_Exercise:_ I need each line of the entries below that includes the string "whose".

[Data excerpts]
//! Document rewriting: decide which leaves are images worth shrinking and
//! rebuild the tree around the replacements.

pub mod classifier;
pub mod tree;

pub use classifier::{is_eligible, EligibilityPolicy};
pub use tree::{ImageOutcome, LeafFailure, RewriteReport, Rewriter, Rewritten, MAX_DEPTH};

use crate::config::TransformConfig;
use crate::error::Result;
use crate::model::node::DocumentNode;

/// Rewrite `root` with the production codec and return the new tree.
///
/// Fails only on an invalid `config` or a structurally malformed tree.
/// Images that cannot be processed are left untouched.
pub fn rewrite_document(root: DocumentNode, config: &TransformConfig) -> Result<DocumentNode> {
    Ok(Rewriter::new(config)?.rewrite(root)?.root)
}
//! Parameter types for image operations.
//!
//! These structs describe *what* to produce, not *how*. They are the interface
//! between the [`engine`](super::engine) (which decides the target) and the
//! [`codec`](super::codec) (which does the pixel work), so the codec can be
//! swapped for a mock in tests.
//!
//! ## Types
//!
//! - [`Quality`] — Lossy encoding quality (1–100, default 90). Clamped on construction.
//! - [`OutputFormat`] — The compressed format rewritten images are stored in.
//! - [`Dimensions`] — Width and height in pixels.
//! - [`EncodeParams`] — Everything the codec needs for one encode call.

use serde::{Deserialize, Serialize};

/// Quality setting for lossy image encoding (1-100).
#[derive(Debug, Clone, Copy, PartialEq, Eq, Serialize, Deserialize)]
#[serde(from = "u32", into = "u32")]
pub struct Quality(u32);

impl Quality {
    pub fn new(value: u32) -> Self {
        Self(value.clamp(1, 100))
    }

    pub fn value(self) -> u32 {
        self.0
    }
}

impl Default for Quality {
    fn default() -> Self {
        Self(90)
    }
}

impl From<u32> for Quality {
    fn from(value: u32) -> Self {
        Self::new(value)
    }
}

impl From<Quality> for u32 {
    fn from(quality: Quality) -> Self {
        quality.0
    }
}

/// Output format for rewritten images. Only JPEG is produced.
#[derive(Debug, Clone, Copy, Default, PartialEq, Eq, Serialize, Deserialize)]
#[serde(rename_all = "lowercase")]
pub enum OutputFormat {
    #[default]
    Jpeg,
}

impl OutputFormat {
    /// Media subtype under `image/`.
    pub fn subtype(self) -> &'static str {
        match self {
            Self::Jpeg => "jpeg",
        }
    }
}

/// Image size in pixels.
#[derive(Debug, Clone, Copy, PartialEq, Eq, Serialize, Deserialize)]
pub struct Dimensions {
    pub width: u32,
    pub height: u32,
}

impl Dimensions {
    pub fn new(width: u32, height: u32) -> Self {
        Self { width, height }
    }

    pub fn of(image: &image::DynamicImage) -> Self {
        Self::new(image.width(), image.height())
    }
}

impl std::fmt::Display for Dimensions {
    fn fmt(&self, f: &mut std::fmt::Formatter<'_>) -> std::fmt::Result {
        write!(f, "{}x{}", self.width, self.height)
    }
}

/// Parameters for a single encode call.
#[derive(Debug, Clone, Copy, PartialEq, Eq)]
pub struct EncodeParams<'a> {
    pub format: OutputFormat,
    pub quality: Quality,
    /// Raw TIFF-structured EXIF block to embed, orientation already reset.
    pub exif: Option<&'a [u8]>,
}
--
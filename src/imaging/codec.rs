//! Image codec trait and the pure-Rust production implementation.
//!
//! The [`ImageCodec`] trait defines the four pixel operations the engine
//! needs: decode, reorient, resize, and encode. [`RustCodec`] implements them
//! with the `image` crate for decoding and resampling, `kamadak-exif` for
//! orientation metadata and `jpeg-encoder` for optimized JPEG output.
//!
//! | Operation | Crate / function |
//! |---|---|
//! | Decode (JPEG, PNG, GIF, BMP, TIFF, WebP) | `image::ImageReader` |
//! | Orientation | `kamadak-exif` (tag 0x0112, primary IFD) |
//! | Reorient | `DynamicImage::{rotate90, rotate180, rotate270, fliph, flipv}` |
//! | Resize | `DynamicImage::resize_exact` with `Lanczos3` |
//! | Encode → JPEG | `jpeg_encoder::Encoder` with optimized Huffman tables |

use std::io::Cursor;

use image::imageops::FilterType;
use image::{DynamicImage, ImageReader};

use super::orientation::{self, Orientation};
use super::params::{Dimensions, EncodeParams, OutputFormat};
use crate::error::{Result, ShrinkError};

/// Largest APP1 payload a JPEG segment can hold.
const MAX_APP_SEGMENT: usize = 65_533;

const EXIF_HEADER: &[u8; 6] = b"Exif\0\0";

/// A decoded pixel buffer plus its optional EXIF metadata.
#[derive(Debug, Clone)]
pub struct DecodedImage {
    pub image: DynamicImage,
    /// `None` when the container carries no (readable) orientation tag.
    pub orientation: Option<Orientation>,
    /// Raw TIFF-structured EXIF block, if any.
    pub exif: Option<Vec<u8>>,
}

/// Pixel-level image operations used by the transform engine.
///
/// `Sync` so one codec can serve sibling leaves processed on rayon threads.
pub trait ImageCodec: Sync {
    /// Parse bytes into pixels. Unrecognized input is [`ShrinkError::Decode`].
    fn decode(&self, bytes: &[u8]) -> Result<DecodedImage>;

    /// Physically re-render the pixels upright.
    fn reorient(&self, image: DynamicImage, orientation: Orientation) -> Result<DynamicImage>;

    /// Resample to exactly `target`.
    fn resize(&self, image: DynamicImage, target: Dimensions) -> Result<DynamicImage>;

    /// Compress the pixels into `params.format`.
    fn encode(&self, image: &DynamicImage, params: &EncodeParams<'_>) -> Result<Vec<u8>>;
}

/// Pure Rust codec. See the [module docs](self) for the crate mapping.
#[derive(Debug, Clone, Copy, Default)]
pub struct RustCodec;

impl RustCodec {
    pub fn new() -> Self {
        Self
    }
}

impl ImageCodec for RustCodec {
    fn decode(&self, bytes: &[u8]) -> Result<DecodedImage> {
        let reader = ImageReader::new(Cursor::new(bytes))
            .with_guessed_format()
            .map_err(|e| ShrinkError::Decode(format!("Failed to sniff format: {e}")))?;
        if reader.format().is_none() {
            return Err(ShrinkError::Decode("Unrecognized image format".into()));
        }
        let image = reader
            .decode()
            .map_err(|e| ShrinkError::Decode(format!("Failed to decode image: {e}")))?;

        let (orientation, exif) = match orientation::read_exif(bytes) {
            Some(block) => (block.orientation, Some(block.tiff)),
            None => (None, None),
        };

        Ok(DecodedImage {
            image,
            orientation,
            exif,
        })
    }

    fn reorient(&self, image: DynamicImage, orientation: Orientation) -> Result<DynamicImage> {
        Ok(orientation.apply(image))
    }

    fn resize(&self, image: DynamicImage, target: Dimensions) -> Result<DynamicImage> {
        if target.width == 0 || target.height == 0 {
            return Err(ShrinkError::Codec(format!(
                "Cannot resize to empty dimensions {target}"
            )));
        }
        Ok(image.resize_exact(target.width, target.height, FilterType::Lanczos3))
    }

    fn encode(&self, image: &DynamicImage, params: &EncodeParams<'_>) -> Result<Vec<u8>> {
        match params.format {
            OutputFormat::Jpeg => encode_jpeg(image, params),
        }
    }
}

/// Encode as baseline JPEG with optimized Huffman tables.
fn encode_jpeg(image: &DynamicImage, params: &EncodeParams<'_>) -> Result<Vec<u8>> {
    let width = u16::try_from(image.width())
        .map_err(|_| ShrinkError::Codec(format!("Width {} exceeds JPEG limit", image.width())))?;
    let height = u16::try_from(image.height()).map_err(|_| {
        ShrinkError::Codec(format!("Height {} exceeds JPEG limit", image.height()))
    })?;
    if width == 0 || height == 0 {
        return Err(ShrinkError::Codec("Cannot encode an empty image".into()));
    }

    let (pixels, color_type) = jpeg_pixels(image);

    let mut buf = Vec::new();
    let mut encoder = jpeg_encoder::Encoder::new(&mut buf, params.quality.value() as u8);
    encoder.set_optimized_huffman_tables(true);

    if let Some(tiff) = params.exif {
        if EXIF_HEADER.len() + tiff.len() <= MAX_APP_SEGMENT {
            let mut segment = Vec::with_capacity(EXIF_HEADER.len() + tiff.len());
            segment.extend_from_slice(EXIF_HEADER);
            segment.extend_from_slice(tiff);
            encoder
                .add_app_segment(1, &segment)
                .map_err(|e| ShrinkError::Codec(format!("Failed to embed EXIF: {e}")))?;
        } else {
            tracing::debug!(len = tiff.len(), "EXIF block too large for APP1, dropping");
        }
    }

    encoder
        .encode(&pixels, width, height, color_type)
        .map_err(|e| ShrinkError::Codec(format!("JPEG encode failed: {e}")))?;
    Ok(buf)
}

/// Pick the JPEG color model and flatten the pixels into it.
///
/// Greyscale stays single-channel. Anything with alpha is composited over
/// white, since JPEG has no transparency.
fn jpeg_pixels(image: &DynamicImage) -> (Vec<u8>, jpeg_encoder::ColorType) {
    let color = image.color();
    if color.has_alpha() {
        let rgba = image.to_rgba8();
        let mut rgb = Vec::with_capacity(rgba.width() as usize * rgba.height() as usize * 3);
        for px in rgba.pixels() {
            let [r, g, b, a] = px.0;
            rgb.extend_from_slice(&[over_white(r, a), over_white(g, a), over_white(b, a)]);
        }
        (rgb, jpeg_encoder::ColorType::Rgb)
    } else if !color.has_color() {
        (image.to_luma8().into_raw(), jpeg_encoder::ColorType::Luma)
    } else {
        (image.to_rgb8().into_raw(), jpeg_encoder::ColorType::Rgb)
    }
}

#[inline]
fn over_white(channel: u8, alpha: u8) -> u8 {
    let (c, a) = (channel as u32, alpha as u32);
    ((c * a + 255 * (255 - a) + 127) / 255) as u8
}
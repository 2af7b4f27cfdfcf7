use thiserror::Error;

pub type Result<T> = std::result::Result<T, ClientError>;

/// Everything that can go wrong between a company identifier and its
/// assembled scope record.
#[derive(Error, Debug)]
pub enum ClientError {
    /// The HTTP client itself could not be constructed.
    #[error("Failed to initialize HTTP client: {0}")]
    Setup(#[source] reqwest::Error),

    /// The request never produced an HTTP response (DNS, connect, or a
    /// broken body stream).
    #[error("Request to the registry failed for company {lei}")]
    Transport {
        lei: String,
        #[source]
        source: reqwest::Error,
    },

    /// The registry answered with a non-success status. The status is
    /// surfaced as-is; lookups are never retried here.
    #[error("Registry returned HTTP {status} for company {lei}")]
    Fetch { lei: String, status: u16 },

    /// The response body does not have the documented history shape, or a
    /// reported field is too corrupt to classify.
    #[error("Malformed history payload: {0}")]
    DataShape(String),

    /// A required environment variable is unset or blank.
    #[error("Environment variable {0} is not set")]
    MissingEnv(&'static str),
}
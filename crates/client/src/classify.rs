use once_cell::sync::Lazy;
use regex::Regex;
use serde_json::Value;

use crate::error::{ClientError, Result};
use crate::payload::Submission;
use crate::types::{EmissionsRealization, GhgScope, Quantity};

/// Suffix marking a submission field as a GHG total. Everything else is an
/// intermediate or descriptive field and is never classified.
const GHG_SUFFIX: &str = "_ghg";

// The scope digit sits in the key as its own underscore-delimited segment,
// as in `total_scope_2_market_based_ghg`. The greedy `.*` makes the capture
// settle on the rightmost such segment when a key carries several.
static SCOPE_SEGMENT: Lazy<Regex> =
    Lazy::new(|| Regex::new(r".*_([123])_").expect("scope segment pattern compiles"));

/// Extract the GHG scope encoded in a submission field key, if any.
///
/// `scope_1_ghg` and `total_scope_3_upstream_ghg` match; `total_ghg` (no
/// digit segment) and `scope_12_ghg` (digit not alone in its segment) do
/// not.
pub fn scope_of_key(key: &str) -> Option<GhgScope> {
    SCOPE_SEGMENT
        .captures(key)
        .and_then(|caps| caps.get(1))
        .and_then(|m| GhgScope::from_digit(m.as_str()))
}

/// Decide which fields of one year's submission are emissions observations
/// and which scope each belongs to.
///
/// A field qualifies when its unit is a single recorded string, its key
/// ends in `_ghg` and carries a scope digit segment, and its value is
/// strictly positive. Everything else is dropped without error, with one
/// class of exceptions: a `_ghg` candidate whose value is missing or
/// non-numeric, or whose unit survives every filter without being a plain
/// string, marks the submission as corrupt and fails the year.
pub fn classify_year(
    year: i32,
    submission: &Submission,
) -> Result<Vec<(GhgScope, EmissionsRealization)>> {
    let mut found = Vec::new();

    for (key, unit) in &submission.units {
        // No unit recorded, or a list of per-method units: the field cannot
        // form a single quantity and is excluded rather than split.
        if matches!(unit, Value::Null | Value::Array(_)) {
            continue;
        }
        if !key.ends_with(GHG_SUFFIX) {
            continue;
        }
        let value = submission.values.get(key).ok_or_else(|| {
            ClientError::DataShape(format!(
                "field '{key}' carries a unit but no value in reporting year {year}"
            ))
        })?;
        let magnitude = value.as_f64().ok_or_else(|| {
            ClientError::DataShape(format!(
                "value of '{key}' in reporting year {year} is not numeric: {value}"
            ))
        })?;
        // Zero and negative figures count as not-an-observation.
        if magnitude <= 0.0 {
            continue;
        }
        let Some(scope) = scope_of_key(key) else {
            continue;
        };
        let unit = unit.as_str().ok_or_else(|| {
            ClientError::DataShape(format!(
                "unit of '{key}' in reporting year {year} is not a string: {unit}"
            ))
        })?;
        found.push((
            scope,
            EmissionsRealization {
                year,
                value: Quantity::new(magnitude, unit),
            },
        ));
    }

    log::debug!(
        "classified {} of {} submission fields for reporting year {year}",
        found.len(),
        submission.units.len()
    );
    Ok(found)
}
--
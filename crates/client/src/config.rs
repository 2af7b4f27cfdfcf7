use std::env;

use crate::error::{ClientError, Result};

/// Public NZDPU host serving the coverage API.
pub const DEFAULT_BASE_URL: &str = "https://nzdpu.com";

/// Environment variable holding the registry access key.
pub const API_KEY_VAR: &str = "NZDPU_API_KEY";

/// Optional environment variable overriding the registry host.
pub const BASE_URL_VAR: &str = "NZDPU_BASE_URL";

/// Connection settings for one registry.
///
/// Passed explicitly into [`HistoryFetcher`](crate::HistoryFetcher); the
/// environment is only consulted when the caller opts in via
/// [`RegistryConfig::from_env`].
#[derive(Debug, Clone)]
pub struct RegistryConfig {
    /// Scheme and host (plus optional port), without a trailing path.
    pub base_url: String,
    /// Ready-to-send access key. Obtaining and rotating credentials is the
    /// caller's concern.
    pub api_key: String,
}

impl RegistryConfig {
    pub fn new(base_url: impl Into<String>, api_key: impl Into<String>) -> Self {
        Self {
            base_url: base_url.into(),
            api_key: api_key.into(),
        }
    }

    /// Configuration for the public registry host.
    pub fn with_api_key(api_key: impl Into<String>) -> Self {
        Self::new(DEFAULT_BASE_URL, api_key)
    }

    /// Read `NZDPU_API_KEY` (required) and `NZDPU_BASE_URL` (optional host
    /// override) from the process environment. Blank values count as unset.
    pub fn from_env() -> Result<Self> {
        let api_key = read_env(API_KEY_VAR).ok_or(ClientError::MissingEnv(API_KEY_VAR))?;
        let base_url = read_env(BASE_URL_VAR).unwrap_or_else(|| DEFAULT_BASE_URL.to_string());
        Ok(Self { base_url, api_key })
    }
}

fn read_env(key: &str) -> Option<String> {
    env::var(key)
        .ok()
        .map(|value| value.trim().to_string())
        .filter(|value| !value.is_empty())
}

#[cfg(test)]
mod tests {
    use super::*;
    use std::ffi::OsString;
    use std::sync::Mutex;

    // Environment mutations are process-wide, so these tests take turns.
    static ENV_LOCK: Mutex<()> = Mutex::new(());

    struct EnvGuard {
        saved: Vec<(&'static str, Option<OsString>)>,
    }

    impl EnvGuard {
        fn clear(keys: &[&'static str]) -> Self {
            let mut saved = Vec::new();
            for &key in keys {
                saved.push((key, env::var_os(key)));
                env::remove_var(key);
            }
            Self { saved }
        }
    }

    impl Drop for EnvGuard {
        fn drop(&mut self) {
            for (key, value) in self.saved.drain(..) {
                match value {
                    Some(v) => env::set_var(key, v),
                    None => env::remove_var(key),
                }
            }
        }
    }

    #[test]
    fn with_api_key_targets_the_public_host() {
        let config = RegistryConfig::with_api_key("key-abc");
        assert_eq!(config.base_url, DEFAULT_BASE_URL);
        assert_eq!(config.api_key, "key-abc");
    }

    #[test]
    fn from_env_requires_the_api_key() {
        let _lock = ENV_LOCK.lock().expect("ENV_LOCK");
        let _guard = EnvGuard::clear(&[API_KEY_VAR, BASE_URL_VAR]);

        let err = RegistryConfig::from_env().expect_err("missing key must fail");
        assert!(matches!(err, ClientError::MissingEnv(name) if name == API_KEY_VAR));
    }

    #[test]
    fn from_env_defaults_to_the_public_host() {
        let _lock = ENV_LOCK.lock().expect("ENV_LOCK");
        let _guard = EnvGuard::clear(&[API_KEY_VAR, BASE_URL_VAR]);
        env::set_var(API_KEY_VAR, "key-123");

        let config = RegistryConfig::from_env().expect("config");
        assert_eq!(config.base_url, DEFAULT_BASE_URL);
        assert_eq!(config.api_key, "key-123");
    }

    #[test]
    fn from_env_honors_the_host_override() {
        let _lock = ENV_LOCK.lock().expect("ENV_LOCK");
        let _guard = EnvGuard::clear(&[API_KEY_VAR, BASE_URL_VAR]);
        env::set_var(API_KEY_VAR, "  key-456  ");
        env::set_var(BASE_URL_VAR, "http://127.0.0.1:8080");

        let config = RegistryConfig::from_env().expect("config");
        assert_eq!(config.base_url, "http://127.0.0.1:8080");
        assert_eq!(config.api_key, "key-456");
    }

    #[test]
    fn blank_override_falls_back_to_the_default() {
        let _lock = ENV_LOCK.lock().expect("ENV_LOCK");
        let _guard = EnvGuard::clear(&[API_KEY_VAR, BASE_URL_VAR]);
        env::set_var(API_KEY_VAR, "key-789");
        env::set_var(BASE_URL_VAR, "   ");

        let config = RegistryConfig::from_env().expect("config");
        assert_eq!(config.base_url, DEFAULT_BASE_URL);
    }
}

_Solution to this problem:_
/// class of exceptions: a `_ghg` candidate whose value is missing or
/// non-numeric, or whose unit survives every filter without being a plain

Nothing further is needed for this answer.